(Items from a dataset)
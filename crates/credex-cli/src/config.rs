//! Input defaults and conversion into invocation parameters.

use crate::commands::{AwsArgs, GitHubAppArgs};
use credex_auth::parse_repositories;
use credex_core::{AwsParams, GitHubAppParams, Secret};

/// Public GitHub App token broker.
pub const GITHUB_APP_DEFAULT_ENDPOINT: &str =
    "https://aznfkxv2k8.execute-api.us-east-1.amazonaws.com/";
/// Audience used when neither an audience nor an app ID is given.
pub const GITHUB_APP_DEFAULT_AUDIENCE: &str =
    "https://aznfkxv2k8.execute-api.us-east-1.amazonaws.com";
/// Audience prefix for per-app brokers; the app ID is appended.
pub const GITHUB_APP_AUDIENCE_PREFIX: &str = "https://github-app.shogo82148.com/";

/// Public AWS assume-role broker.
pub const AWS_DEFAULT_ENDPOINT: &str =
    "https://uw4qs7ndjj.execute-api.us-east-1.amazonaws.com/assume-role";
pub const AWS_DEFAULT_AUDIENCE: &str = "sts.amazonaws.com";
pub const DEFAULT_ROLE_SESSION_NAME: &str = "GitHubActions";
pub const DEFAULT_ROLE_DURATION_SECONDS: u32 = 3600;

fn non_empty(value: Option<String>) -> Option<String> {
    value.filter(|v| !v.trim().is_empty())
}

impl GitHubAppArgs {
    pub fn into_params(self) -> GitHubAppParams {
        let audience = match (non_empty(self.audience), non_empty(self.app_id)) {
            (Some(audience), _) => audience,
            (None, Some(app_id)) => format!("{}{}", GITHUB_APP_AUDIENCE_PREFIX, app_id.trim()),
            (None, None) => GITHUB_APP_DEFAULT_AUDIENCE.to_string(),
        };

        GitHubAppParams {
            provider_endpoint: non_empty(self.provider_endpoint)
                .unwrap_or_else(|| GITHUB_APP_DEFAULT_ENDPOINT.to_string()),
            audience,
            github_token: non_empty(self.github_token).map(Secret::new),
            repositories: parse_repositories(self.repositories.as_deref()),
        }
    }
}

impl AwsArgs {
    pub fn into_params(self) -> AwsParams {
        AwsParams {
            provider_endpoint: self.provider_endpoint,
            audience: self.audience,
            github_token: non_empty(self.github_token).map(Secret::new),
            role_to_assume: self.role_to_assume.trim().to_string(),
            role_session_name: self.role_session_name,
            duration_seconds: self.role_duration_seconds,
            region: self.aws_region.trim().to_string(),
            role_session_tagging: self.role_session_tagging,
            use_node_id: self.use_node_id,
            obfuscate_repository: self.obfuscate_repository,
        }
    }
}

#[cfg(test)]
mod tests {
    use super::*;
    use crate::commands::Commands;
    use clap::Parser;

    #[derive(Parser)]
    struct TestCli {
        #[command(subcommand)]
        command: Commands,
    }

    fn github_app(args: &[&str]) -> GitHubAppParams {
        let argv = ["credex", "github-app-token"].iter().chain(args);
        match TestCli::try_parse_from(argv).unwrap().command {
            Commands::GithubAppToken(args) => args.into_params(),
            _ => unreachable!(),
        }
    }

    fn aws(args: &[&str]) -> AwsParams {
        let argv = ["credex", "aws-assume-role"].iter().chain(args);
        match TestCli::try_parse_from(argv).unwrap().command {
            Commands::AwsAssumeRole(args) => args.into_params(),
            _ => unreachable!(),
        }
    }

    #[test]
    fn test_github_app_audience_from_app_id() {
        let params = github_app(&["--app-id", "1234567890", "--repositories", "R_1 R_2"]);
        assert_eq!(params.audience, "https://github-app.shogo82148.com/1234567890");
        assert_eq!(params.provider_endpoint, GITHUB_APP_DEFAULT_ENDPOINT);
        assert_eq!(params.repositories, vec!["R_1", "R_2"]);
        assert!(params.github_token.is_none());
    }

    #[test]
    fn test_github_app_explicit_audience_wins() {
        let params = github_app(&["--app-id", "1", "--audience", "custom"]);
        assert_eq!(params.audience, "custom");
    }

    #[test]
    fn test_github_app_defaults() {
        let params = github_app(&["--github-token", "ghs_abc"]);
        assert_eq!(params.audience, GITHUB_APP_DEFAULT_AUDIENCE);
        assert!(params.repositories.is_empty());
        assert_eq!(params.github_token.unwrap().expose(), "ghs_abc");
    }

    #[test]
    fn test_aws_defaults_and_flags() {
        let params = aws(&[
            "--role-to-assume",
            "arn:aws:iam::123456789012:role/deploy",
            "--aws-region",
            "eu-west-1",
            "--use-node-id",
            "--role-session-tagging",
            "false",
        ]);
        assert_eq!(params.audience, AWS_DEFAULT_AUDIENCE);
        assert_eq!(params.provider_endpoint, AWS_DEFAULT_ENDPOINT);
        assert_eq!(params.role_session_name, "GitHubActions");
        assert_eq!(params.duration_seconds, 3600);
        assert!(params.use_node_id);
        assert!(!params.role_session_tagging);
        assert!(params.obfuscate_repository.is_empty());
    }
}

→ **Required work**
Please return only the lines above, starting at the line that has "pub const AWS_DEFAULT_AUDIENCE: &str" and ending at the line that has "pub fn into_params(self) -> GitHubAppParams", keeping both and leaving each one unchanged.

→ **Expected output**
pub const AWS_DEFAULT_AUDIENCE: &str = "sts.amazonaws.com";
pub const DEFAULT_ROLE_SESSION_NAME: &str = "GitHubActions";
pub const DEFAULT_ROLE_DURATION_SECONDS: u32 = 3600;

fn non_empty(value: Option<String>) -> Option<String> {
    value.filter(|v| !v.trim().is_empty())
}

impl GitHubAppArgs {
    pub fn into_params(self) -> GitHubAppParams {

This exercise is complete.